These instruments (enduring documents) fundamentally rely upon an attorney honouring the significant trust placed in them by the principal. It is therefore critical to the integrity of the enduring power of attorney system that the law does all it can to safeguard that trust …
5.26 Ms Breusch explained to the NSW Parliamentary Committee that:
it is too easy for an attorney to become a rogue attorney and not have any checks made until things have gone a long way wrong … The idea is that it [a register] would allow an easy check to see who has been appointed but it would [also] allow someone to record a revocation. At the moment a revocation just takes place by individuals, the previously appointed attorney, in writing saying that their power has been revoked. If we do not know their address there is no certainty that person receives it which means that is also complicated.
5.27 In Equality, Capacity and Disability, the ALRC recommended that the Australian and state and territory governments develop methods of information sharing about substitute decision-maker appointments including enduring attorneys and guardians. In particular, the ALRC noted that information sharing could take the form of an online register of appointments.
5.28 The ALRC also received a broad range of submissions to this Inquiry supporting the establishment of a register. Those submissions are replete with examples of abuse of enduring documents. There are three factors that appear to support abuse:
principals with diminished decision-making ability have limited ability to monitor the activities of their attorney;
family members are most commonly appointed as attorneys and this relationship of trust makes it less likely the principal and third parties will question the actions of attorneys; and
there is generally a limited understanding in the community of the powers and duties of the attorney.
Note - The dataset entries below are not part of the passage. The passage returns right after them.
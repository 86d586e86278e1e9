//! Curio Metadata-Fetch Core Library
//!
//! This is the core library for curio's metadata-fetch subsystem, providing
//! the per-source fetchers, response normalization, credential handling,
//! reference-data caching, and rate limiting shared by every data source.

pub mod config;
pub mod credentials;
pub mod entry;
pub mod error;
pub mod event;
pub mod fetcher;
pub mod http;
pub mod images;
pub mod importer;
pub mod lineproto;
pub mod manager;
pub mod normalize;
pub mod ratelimit;
pub mod refcache;
pub mod request;
pub mod transform;

// The shared mocks in ../curio-test-utils name this crate by its package
// name. Depending on that crate from here would be a dev-dependency cycle,
// which makes the unit-test build link a second copy of this library and
// its trait impls stop unifying with ours. Instead the mock sources are
// compiled straight into the test build, with a self-alias so their
// `curio_fetch_core::` paths resolve to this very build.
#[cfg(test)]
extern crate self as curio_fetch_core;

#[cfg(test)]
#[path = "../../curio-test-utils/src/lib.rs"]
mod curio_test_utils;

// Re-export main types
pub use entry::{Collection, Entry, Field, FieldKind};
pub use error::{FetchError, Result};
pub use event::{EventReceiver, EventSender, FetchEvent, FetchResult, Severity};
pub use fetcher::Fetcher;
pub use manager::FetchManager;
pub use request::{CollectionKind, FetchKey, FetchRequest};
A register would reduce abuse
5.29 Registration would assist in ensuring that enduring documents are operative only in circumstances genuinely authorised by an older person, upholding choice and control. The establishment of a register would:
ensure that only one enduring document can be registered at any one time;
enable the easy identification of documents that are live (that is active because they commence on signing or because it has been appropriately confirmed that the principal no longer has relevant decision-making ability); and
provide clarity as to the precise roles and powers of the attorney.
5.30 The Eastern Community Legal Centre submitted that a register ‘will help minimise the extent to which these documents are misused, forged or amended without consent or knowledge of the older person and their families. It will also be helpful in cases where the original document has been lost or destroyed.’
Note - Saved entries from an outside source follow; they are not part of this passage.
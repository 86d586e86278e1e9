//! HTTP transport seam
//!
//! Fetchers talk to remote services through the [`HttpClient`] trait rather
//! than a concrete client, so tests can substitute scripted responses. The
//! production implementation wraps a shared [`reqwest::Client`].

use crate::error::{FetchError, Result};
use async_trait::async_trait;
use serde::de::DeserializeOwned;
use std::time::Duration;
use url::Url;

/// User agent sent on every outgoing request
pub const USER_AGENT: &str = concat!("curio/", env!("CARGO_PKG_VERSION"));

const REQUEST_TIMEOUT: Duration = Duration::from_secs(30);

/// Status and body of a completed HTTP exchange.
///
/// Bodies are buffered as text; every service this library talks to returns
/// JSON, XML, or HTML small enough to hold in memory.
#[derive(Debug, Clone)]
pub struct HttpResponse {
    pub status: u16,
    pub body: String,
}

impl HttpResponse {
    pub fn new(status: u16, body: impl Into<String>) -> Self {
        Self {
            status,
            body: body.into(),
        }
    }

    pub fn is_success(&self) -> bool {
        (200..300).contains(&self.status)
    }

    /// Map a non-success status to the shared error taxonomy.
    pub fn error_for_status(&self, context: &str) -> Result<()> {
        match FetchError::from_status(self.status, context) {
            Some(err) => Err(err),
            None => Ok(()),
        }
    }

    /// Deserialize the body as JSON.
    pub fn json<T: DeserializeOwned>(&self) -> Result<T> {
        Ok(serde_json::from_str(&self.body)?)
    }
}

/// Abstract HTTP transport used by every web-based fetcher
#[async_trait]
pub trait HttpClient: Send + Sync {
    async fn get(&self, url: &Url, headers: &[(String, String)]) -> Result<HttpResponse>;

    async fn post(
        &self,
        url: &Url,
        headers: &[(String, String)],
        body: String,
    ) -> Result<HttpResponse>;
}

/// Production transport backed by reqwest
pub struct ReqwestClient {
    inner: reqwest::Client,
}

impl ReqwestClient {
    pub fn new() -> Result<Self> {
        let inner = reqwest::Client::builder()
            .user_agent(USER_AGENT)
            .timeout(REQUEST_TIMEOUT)
            .build()?;
        Ok(Self { inner })
    }
}

#[async_trait]
impl HttpClient for ReqwestClient {
    async fn get(&self, url: &Url, headers: &[(String, String)]) -> Result<HttpResponse> {
        let mut request = self.inner.get(url.as_str());
        for (name, value) in headers {
            request = request.header(name.as_str(), value.as_str());
        }

        let response = request.send().await?;
        let status = response.status().as_u16();
        let body = response.text().await?;
        Ok(HttpResponse { status, body })
    }

    async fn post(
        &self,
        url: &Url,
        headers: &[(String, String)],
        body: String,
    ) -> Result<HttpResponse> {
        let mut request = self.inner.post(url.as_str()).body(body);
        for (name, value) in headers {
            request = request.header(name.as_str(), value.as_str());
        }

        let response = request.send().await?;
        let status = response.status().as_u16();
        let body = response.text().await?;
        Ok(HttpResponse { status, body })
    }
}

#[cfg(test)]
mod tests {
    use super::*;

    #[test]
    fn test_error_for_status() {
        assert!(HttpResponse::new(200, "ok").error_for_status("x").is_ok());
        assert!(matches!(
            HttpResponse::new(401, "").error_for_status("x"),
            Err(FetchError::Auth(_))
        ));
        assert!(matches!(
            HttpResponse::new(429, "").error_for_status("x"),
            Err(FetchError::RateLimited(_))
        ));
        assert!(matches!(
            HttpResponse::new(500, "").error_for_status("x"),
            Err(FetchError::Transport(_))
        ));
    }

    #[test]
    fn test_json_parse_failure_is_payload_error() {
        let response = HttpResponse::new(200, "not json");
        let result: Result<serde_json::Value> = response.json();
        assert!(matches!(result, Err(FetchError::Payload(_))));
    }

    #[test]
    fn test_user_agent_carries_version() {
        assert!(USER_AGENT.starts_with("curio/"));
    }
}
5.31 This view was been supported by academics who have noted that:
Registration has become popular as a way of ensuring the effectiveness of enduring powers of attorney as a vehicle for recording a principal’s wishes. A common issue arising is confusion in determining whether a valid enduring power of attorney exists and, if so, who the appointees are and what are the wishes of the principal the instrument reflects.
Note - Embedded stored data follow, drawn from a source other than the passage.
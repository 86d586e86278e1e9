//! Native stylesheet bindings for the XML sources
//!
//! The core crate normalizes XML sources through an opaque transform into
//! canonical collection XML. These are the concrete transforms the CLI
//! binds in: one per source, each reducing the service's document to the
//! canonical shape the importer expects.

use curio_fetch_core::error::{FetchError, Result};
use curio_fetch_core::transform::XsltPipeline;
use quick_xml::Reader;
use quick_xml::escape::escape;
use quick_xml::events::{BytesStart, Event};

/// MusicBrainz release-list into a canonical music collection
pub struct MusicBrainzStylesheet;

#[derive(Default)]
struct Release {
    title: String,
    artists: Vec<String>,
    year: String,
}

impl XsltPipeline for MusicBrainzStylesheet {
    fn transform(&self, source_xml: &str) -> Result<String> {
        let mut reader = Reader::from_str(source_xml);
        reader.config_mut().trim_text(true);

        let mut releases = Vec::new();
        let mut current: Option<Release> = None;
        let mut in_artist = false;
        let mut element = String::new();

        loop {
            match reader.read_event().map_err(payload)? {
                Event::Start(start) => match start.local_name().as_ref() {
                    b"release" => current = Some(Release::default()),
                    b"artist" => in_artist = true,
                    other => element = String::from_utf8_lossy(other).into_owned(),
                },
                Event::Text(text) => {
                    if let Some(release) = current.as_mut() {
                        let value = text.unescape().map_err(payload)?.into_owned();
                        match element.as_str() {
                            "title" if !in_artist => release.title = value,
                            "name" if in_artist => release.artists.push(value),
                            "date" if !in_artist => {
                                release.year = value.chars().take(4).collect();
                            }
                            _ => {}
                        }
                    }
                }
                Event::End(end) => match end.local_name().as_ref() {
                    b"release" => {
                        if let Some(release) = current.take() {
                            releases.push(release);
                        }
                    }
                    b"artist" => in_artist = false,
                    _ => element.clear(),
                },
                Event::Eof => break,
                _ => {}
            }
        }

        let mut xml = String::from("<collection type=\"music\">\n");
        for release in releases {
            xml.push_str("  <entry>\n");
            push_element(&mut xml, "title", &release.title);
            for artist in &release.artists {
                push_element(&mut xml, "artist", artist);
            }
            push_element(&mut xml, "year", &release.year);
            xml.push_str("  </entry>\n");
        }
        xml.push_str("</collection>");
        Ok(xml)
    }
}

/// BoardGameGeek thing items into a canonical board game collection
pub struct BoardGameGeekStylesheet;

#[derive(Default)]
struct BoardGame {
    title: String,
    year: String,
    max_players: String,
    playing_time: String,
    designers: Vec<String>,
    publishers: Vec<String>,
}

impl XsltPipeline for BoardGameGeekStylesheet {
    fn transform(&self, source_xml: &str) -> Result<String> {
        let mut reader = Reader::from_str(source_xml);
        reader.config_mut().trim_text(true);

        let mut games = Vec::new();
        let mut current: Option<BoardGame> = None;

        loop {
            match reader.read_event().map_err(payload)? {
                Event::Start(start) => {
                    if start.local_name().as_ref() == b"item" {
                        current = Some(BoardGame::default());
                    } else if let Some(game) = current.as_mut() {
                        apply_item_child(game, &start)?;
                    }
                }
                Event::Empty(start) => {
                    if let Some(game) = current.as_mut() {
                        apply_item_child(game, &start)?;
                    }
                }
                Event::End(end) => {
                    if end.local_name().as_ref() == b"item" {
                        if let Some(game) = current.take() {
                            games.push(game);
                        }
                    }
                }
                Event::Eof => break,
                _ => {}
            }
        }

        let mut xml = String::from("<collection type=\"boardgame\">\n");
        for game in games {
            xml.push_str("  <entry>\n");
            push_element(&mut xml, "title", &game.title);
            push_element(&mut xml, "year", &game.year);
            for designer in &game.designers {
                push_element(&mut xml, "designer", designer);
            }
            for publisher in &game.publishers {
                push_element(&mut xml, "publisher", publisher);
            }
            push_element(&mut xml, "num-player", &game.max_players);
            push_element(&mut xml, "playing-time", &game.playing_time);
            xml.push_str("  </entry>\n");
        }
        xml.push_str("</collection>");
        Ok(xml)
    }
}

fn apply_item_child(game: &mut BoardGame, start: &BytesStart<'_>) -> Result<()> {
    match start.local_name().as_ref() {
        b"name" => {
            if attr(start, "type")?.as_deref() == Some("primary") {
                game.title = attr(start, "value")?.unwrap_or_default();
            }
        }
        b"yearpublished" => game.year = attr(start, "value")?.unwrap_or_default(),
        b"maxplayers" => game.max_players = attr(start, "value")?.unwrap_or_default(),
        b"playingtime" => game.playing_time = attr(start, "value")?.unwrap_or_default(),
        b"link" => {
            let kind = attr(start, "type")?.unwrap_or_default();
            let value = attr(start, "value")?.unwrap_or_default();
            if value.is_empty() {
                return Ok(());
            }
            match kind.as_str() {
                "boardgamedesigner" => game.designers.push(value),
                "boardgamepublisher" => game.publishers.push(value),
                _ => {}
            }
        }
        _ => {}
    }
    Ok(())
}

fn attr(start: &BytesStart<'_>, key: &str) -> Result<Option<String>> {
    for attribute in start.attributes() {
        let attribute = attribute.map_err(|e| FetchError::payload(e.to_string()))?;
        if attribute.key.as_ref() == key.as_bytes() {
            let value = attribute.unescape_value().map_err(payload)?;
            return Ok(Some(value.into_owned()));
        }
    }
    Ok(None)
}

fn push_element(xml: &mut String, name: &str, value: &str) {
    if value.is_empty() {
        return;
    }
    xml.push_str(&format!("    <{name}>{}</{name}>\n", escape(value)));
}

fn payload(err: quick_xml::Error) -> FetchError {
    FetchError::payload(err.to_string())
}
5.32 In relation to providing specific protection against abuse, a register would prevent:
an attorney attempting to rely on an enduring document that has been revoked; and
an individual attempting to arrange a subsequent enduring document in circumstances where there is a question as to the decision-making ability of the principal.
5.33 Seniors Rights Victoria submitted that:
an attorney could potentially purport to rely on the original document to exercise powers that have since been revoked. In the absence of the revocation document, a certified copy of a POA document could still be purported to be evidence of a valid POA although it is a clear abuse of power.
5.34 Another potential value of registration was highlighted by a number of submitters, including Legal Aid (ACT)—‘[c]ompulsory registration of powers of attorneys may assist in preventing elder abuse, as it may alert attorneys to a further level of oversight required in complying with their duties and responsibilities.’
5.35 In addition, a register may have broader benefits than simply protecting an older person from abuse. The Eastern Community Legal Centre noted that:
Registration would allow authorities such as hospitals, banks, lawyers and aged care facilities to verify documents that are presented to them.
A consequence of the private nature of such instruments is that upon presentation of the instrument to a third party such as a bank or aged care facility, the third party has no way of confirming that the instrument is valid and has not been subsequently revoked.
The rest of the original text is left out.